Granted, any part installed in the past will eventually become obsolete. To replace these parts, manufacturers have no choice but to source them wherever they can find them. Aeronautics and military applications are especially in need, as many fighter jets and passenger planes are in service for many years. In cases like this, the industry has no choice but to search for replacement parts through alternative sources. In these specific cases, buyers make all attempts to locate parts through reputable sellers of used or refurbished components. That adds to the ongoing confusion of what is, and is not, counterfeit. Because most of these parts originate outside of the United States, it is a gamble whenever buyers order any components for technology, old or new.
Thus, counterfeit parts show up in virtually every industry. Though strides are taken to prevent them from entering the market, it is impossible to catch them all. Even supposed reliable sources are not immune to this deception and often mix counterfeit parts with genuine components to “pad” a shipment. These substandard parts can cause problems in product performance and reliability as well as pose possible safety risks. But why do suppliers practice this deception? The answer is money, of course. If you consider a part has a value of $90, and there are 1,000 parts to a shipment, even a small percentage of “padding” can net a supplier hundreds of dollars from a single order.
Once an order arrives, manufacturers do make efforts to sort out the good from the bad and perform secondary inspections before installation. But how is that done with 100% accuracy? It’s not easy. Many components are encased or flush-mounted, so a visual inspection is nearly impossible. Counterfeiters go to great lengths to try and pass off these false items, down to matching serial numbers and identification markings. Current estimates for the annual loss to the electronics industry due to counterfeit components is north of $5 billion.
With numbers that high, it is not surprising that criminal enterprises are getting more and more sophisticated in their attempts to cash in on counterfeit parts. In the past, efforts to detect these counterfeits were not very effective. Testing performed a few years ago proved this when cases of components were intentionally shipped to five testing facilities that included a mix of genuine and counterfeit parts. The average miss of the bad parts was one out of five. If those components were headed for the military or a major airline, failure of one component could have disastrous consequences.

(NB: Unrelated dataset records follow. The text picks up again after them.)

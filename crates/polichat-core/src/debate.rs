//! AI-vs-AI debate: transcript types, prompt construction and parsing of the
//! judge's verdict.

use std::{collections::BTreeMap, time::Duration};

use chrono::{DateTime, Utc};
use serde::{Deserialize, Serialize};
use strum::{AsRefStr, Display, EnumString};

use crate::{issue::TopicBrief, persona::Persona};

/// A failed turn is retried this many times before a placeholder is used.
pub const MAX_TURN_ATTEMPTS: u32 = 3;

/// Bound on insert attempts when two writers race for the same version.
pub const MAX_VERSION_ATTEMPTS: u32 = 3;

/// Number of previous messages quoted back to the model.
pub const HISTORY_WINDOW: usize = 12;

pub const PLACEHOLDER_TEXT: &str = "(잠시 말을 고르고 있습니다…)";
pub const MODERATOR_ID: &str = "moderator";
pub const MODERATOR_NAME: &str = "사회자";
pub const MODERATOR_FALLBACK: &str =
  "잠시 정리하겠습니다. 두 분 모두 핵심 쟁점에 집중해 주시기 바랍니다.";

// ─── Keys ────────────────────────────────────────────────────────────────────

#[derive(
  Debug, Clone, Copy, Default, PartialEq, Eq, Hash, Serialize, Deserialize,
  AsRefStr, Display, EnumString,
)]
#[serde(rename_all = "lowercase")]
#[strum(serialize_all = "lowercase")]
pub enum DebateStyle {
  #[default]
  Calm,
  Heated,
  Comedic,
}

impl DebateStyle {
  fn instruction(self) -> &'static str {
    match self {
      DebateStyle::Calm => "차분하고 논리적으로, 근거를 들어 말하세요.",
      DebateStyle::Heated => {
        "날카롭고 공격적으로 상대의 약점을 파고드세요. 단, 욕설이나 인신공격은 금지입니다."
      }
      DebateStyle::Comedic => "유머와 풍자를 섞어 재치 있게 받아치세요.",
    }
  }
}

/// `Topic` debates stay on one topic; `Free` debates rotate topics on a
/// fixed cadence.
#[derive(
  Debug, Clone, Copy, Default, PartialEq, Eq, Hash, Serialize, Deserialize,
  AsRefStr, Display, EnumString,
)]
#[serde(rename_all = "lowercase")]
#[strum(serialize_all = "lowercase")]
pub enum DebateType {
  #[default]
  Topic,
  Free,
}

/// Identity of a cached debate; one row per (key, version).
#[derive(Debug, Clone, PartialEq, Eq, Hash, Serialize, Deserialize)]
pub struct DebateKey {
  pub topic:       String,
  pub style:       DebateStyle,
  pub debate_type: DebateType,
}

impl DebateKey {
  pub fn new(topic: &str, style: DebateStyle, debate_type: DebateType) -> Self {
    Self { topic: normalize_topic(topic), style, debate_type }
  }
}

/// Trim and collapse whitespace so cache lookups are stable.
pub fn normalize_topic(topic: &str) -> String {
  topic.split_whitespace().collect::<Vec<_>>().join(" ")
}

// ─── Transcript ──────────────────────────────────────────────────────────────

#[derive(Debug, Clone, Copy, Default, PartialEq, Eq, Serialize, Deserialize)]
#[serde(rename_all = "snake_case")]
pub enum MessageKind {
  #[default]
  Turn,
  Moderator,
  /// Stand-in for a turn whose generation failed on every attempt.
  Placeholder,
}

#[derive(Debug, Clone, PartialEq, Eq, Serialize, Deserialize)]
pub struct DebateMessage {
  /// Persona id, or [`MODERATOR_ID`].
  pub speaker: String,
  pub text:    String,
  #[serde(default)]
  pub kind:    MessageKind,
}

impl DebateMessage {
  pub fn turn(speaker: &str, text: impl Into<String>) -> Self {
    Self { speaker: speaker.to_owned(), text: text.into(), kind: MessageKind::Turn }
  }

  pub fn moderator(text: impl Into<String>) -> Self {
    Self { speaker: MODERATOR_ID.to_owned(), text: text.into(), kind: MessageKind::Moderator }
  }

  pub fn placeholder(speaker: &str) -> Self {
    Self {
      speaker: speaker.to_owned(),
      text:    PLACEHOLDER_TEXT.to_owned(),
      kind:    MessageKind::Placeholder,
    }
  }
}

#[derive(Debug, Clone, PartialEq, Eq, Serialize, Deserialize)]
pub struct Judgment {
  /// Winning persona id; `None` is a draw.
  pub winner:  Option<String>,
  #[serde(default)]
  pub scores:  BTreeMap<String, u8>,
  pub summary: String,
}

impl Default for Judgment {
  fn default() -> Self {
    Self {
      winner:  None,
      scores:  BTreeMap::new(),
      summary: "두 후보 모두 팽팽한 토론을 펼쳤습니다. 이번 토론은 무승부입니다.".to_owned(),
    }
  }
}

/// A stored debate.
#[derive(Debug, Clone, Serialize, Deserialize)]
pub struct Transcript {
  pub key:        DebateKey,
  pub version:    u32,
  pub messages:   Vec<DebateMessage>,
  pub judgment:   Option<Judgment>,
  pub created_at: DateTime<Utc>,
}

/// Input for caching a debate; the version is assigned by the cache.
#[derive(Debug, Clone, Serialize, Deserialize)]
pub struct NewTranscript {
  pub key:      DebateKey,
  pub messages: Vec<DebateMessage>,
  #[serde(default)]
  pub judgment: Option<Judgment>,
}

/// Result of inserting a transcript at an explicit version.
#[derive(Debug, Clone)]
pub enum VersionedInsert {
  Inserted(Transcript),
  /// Another writer already holds this (key, version).
  Conflict,
}

// ─── Prompts ─────────────────────────────────────────────────────────────────

/// A system + user prompt pair.
#[derive(Debug, Clone, PartialEq, Eq)]
pub struct Prompt {
  pub system: String,
  pub user:   String,
}

fn speaker_name<'a>(id: &str, a: &'a Persona, b: &'a Persona) -> &'a str {
  if id == a.id {
    &a.name
  } else if id == b.id {
    &b.name
  } else {
    MODERATOR_NAME
  }
}

fn render_history(history: &[DebateMessage], a: &Persona, b: &Persona) -> String {
  let start = history.len().saturating_sub(HISTORY_WINDOW);
  history[start..]
    .iter()
    .filter(|m| m.kind != MessageKind::Placeholder)
    .map(|m| format!("{}: {}", speaker_name(&m.speaker, a, b), m.text))
    .collect::<Vec<_>>()
    .join("\n")
}

/// Everything needed to generate one debate turn.
pub struct TurnContext<'a> {
  pub topic:    &'a str,
  pub style:    DebateStyle,
  pub speaker:  &'a Persona,
  pub opponent: &'a Persona,
  pub history:  &'a [DebateMessage],
  pub brief:    Option<&'a TopicBrief>,
}

impl TurnContext<'_> {
  pub fn prompt(&self) -> Prompt {
    let s = self.speaker;
    let mut system = format!(
      "당신은 TV 정치 토론에 출연한 {}입니다. 상대는 {}입니다.\n\
       주제: {}\n{}\n\
       한 번에 2~4문장으로만 말하고, 이름표나 따옴표 없이 발언 내용만 출력하세요.\n",
      s.display_name(),
      self.opponent.display_name(),
      self.topic,
      self.style.instruction(),
    );
    if let Some(tone) = &s.tone {
      system.push_str(&format!("말투: {tone}\n"));
    }
    if !s.stance.is_empty() {
      system.push_str(&format!("\n# 기본 입장\n{}\n", s.stance));
    }
    if let Some(brief) = self.brief.filter(|b| !b.points.is_empty()) {
      system.push_str("\n# 준비한 논점\n");
      for p in &brief.points {
        system.push_str(&format!("- {p}\n"));
      }
    }

    let user = if self.history.is_empty() {
      format!("토론을 시작합니다. {}의 첫 발언을 해 주세요.", s.name)
    } else {
      format!(
        "지금까지의 토론:\n{}\n\n{}의 다음 발언을 해 주세요.",
        render_history(self.history, self.speaker, self.opponent),
        s.name
      )
    };

    Prompt { system, user }
  }
}

pub fn judge_prompt(topic: &str, a: &Persona, b: &Persona, messages: &[DebateMessage]) -> Prompt {
  let system = format!(
    "당신은 공정한 토론 심사위원입니다. 주제 \"{topic}\"에 대한 {}와 {}의 토론을 평가하세요.\n\
     논리, 근거, 전달력을 기준으로 각자 0~100점을 매기고, 아래 JSON 형식으로만 답하세요.\n\
     {{\"winner\": \"{}\" | \"{}\" | null, \"scores\": {{\"{}\": 점수, \"{}\": 점수}}, \"summary\": \"두세 문장 총평\"}}",
    a.name, b.name, a.id, b.id, a.id, b.id,
  );
  let user = format!("토론 기록:\n{}", render_all(messages, a, b));
  Prompt { system, user }
}

fn render_all(messages: &[DebateMessage], a: &Persona, b: &Persona) -> String {
  messages
    .iter()
    .filter(|m| m.kind != MessageKind::Placeholder)
    .map(|m| format!("{}: {}", speaker_name(&m.speaker, a, b), m.text))
    .collect::<Vec<_>>()
    .join("\n")
}

pub fn moderator_prompt(
  topic: &str,
  a: &Persona,
  b: &Persona,
  messages: &[DebateMessage],
  next_topic: Option<&str>,
) -> Prompt {
  let mut system = format!(
    "당신은 정치 토론 프로그램의 사회자입니다. 현재 주제는 \"{topic}\"이고 토론자는 {}와 {}입니다.\n\
     중립을 지키며 한두 문장으로 짧게 개입하세요.\n",
    a.name, b.name
  );
  match next_topic {
    Some(next) => system.push_str(&format!(
      "지금까지의 논의를 한 문장으로 정리한 뒤 다음 주제 \"{next}\"로 넘어간다고 알리세요.\n"
    )),
    None => system.push_str("과열되었다면 진정시키고, 논점이 흐려졌다면 핵심 쟁점을 다시 짚어 주세요.\n"),
  }
  let start = messages.len().saturating_sub(HISTORY_WINDOW);
  let user = format!("최근 발언:\n{}", render_all(&messages[start..], a, b));
  Prompt { system, user }
}

/// Fallback line when the moderator model is unavailable.
pub fn moderator_fallback(next_topic: Option<&str>) -> String {
  match next_topic {
    Some(next) => format!("좋습니다. 다음 주제로 넘어가겠습니다. 이번 주제는 \"{next}\"입니다."),
    None => MODERATOR_FALLBACK.to_owned(),
  }
}

// ─── Parsing ─────────────────────────────────────────────────────────────────

/// Slice from the first `{` to the last `}` of `text`.
pub fn extract_json_object(text: &str) -> Option<&str> {
  let start = text.find('{')?;
  let end = text.rfind('}')?;
  (end > start).then(|| &text[start..=end])
}

#[derive(Deserialize)]
struct RawJudgment {
  winner:  Option<serde_json::Value>,
  #[serde(default)]
  scores:  BTreeMap<String, serde_json::Value>,
  #[serde(default)]
  summary: String,
}

/// Interpret a judge model's answer. Anything unusable falls back to
/// [`Judgment::default`].
pub fn parse_judgment(text: &str, speakers: &[&str]) -> Judgment {
  let Some(raw) = extract_json_object(text)
    .and_then(|json| serde_json::from_str::<RawJudgment>(json).ok())
  else {
    return Judgment::default();
  };

  let winner = raw
    .winner
    .and_then(|v| v.as_str().map(str::to_owned))
    .filter(|w| speakers.contains(&w.as_str()));

  let scores = raw
    .scores
    .into_iter()
    .filter(|(k, _)| speakers.contains(&k.as_str()))
    .filter_map(|(k, v)| v.as_f64().map(|s| (k, s.clamp(0.0, 100.0).round() as u8)))
    .collect();

  let summary = if raw.summary.trim().is_empty() {
    Judgment::default().summary
  } else {
    raw.summary.trim().to_owned()
  };

  Judgment { winner, scores, summary }
}

/// Strip labels and markup a model tends to add around a debate turn.
pub fn clean_turn_text(text: &str, speaker_name: &str) -> String {
  let mut t = text.trim().replace("**", "").replace("__", "");

  for prefix in [
    format!("{speaker_name}:"),
    format!("{speaker_name} :"),
    format!("[{speaker_name}]"),
    format!("{speaker_name}："),
  ] {
    if let Some(rest) = t.strip_prefix(prefix.as_str()) {
      t = rest.trim_start().to_owned();
      break;
    }
  }

  let quotes: &[char] = &['"', '“', '”', '\''];
  let trimmed = t.trim();
  if trimmed.len() > 1
    && trimmed.starts_with(quotes)
    && trimmed.ends_with(quotes)
  {
    return trimmed.trim_matches(quotes).trim().to_owned();
  }
  trimmed.to_owned()
}

// ─── Free-debate topic rotation ──────────────────────────────────────────────

/// Topics for a free debate, switched every `interval` of wall-clock time.
#[derive(Debug, Clone)]
pub struct TopicRotation {
  topics:   Vec<String>,
  interval: Duration,
}

impl TopicRotation {
  /// `None` when there are no topics or the interval is zero.
  pub fn new(topics: Vec<String>, interval: Duration) -> Option<Self> {
    (!topics.is_empty() && !interval.is_zero()).then_some(Self { topics, interval })
  }

  pub fn index_at(&self, elapsed: Duration) -> usize {
    let n = (elapsed.as_nanos() / self.interval.as_nanos()) as usize;
    n % self.topics.len()
  }

  pub fn topic_at(&self, elapsed: Duration) -> &str { &self.topics[self.index_at(elapsed)] }
}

Therefore, the best solution is to implement a standard operating procedure (SOP) to detect counterfeit electronic components before installation. Working with a quality control partner ensures these risks are mitigated, which is where X-ray has proven to be invaluable. X-ray technology has evolved to a level where specialty machines scan individual parts, or reels, to be counted with specialty software. More important than merely counting, this software will alert a technician when an anomaly is discovered so that counterfeit parts can be identified. Due to the evolution of this software, many of these machines have as good as a 99.9% accuracy rate in finding suspect parts.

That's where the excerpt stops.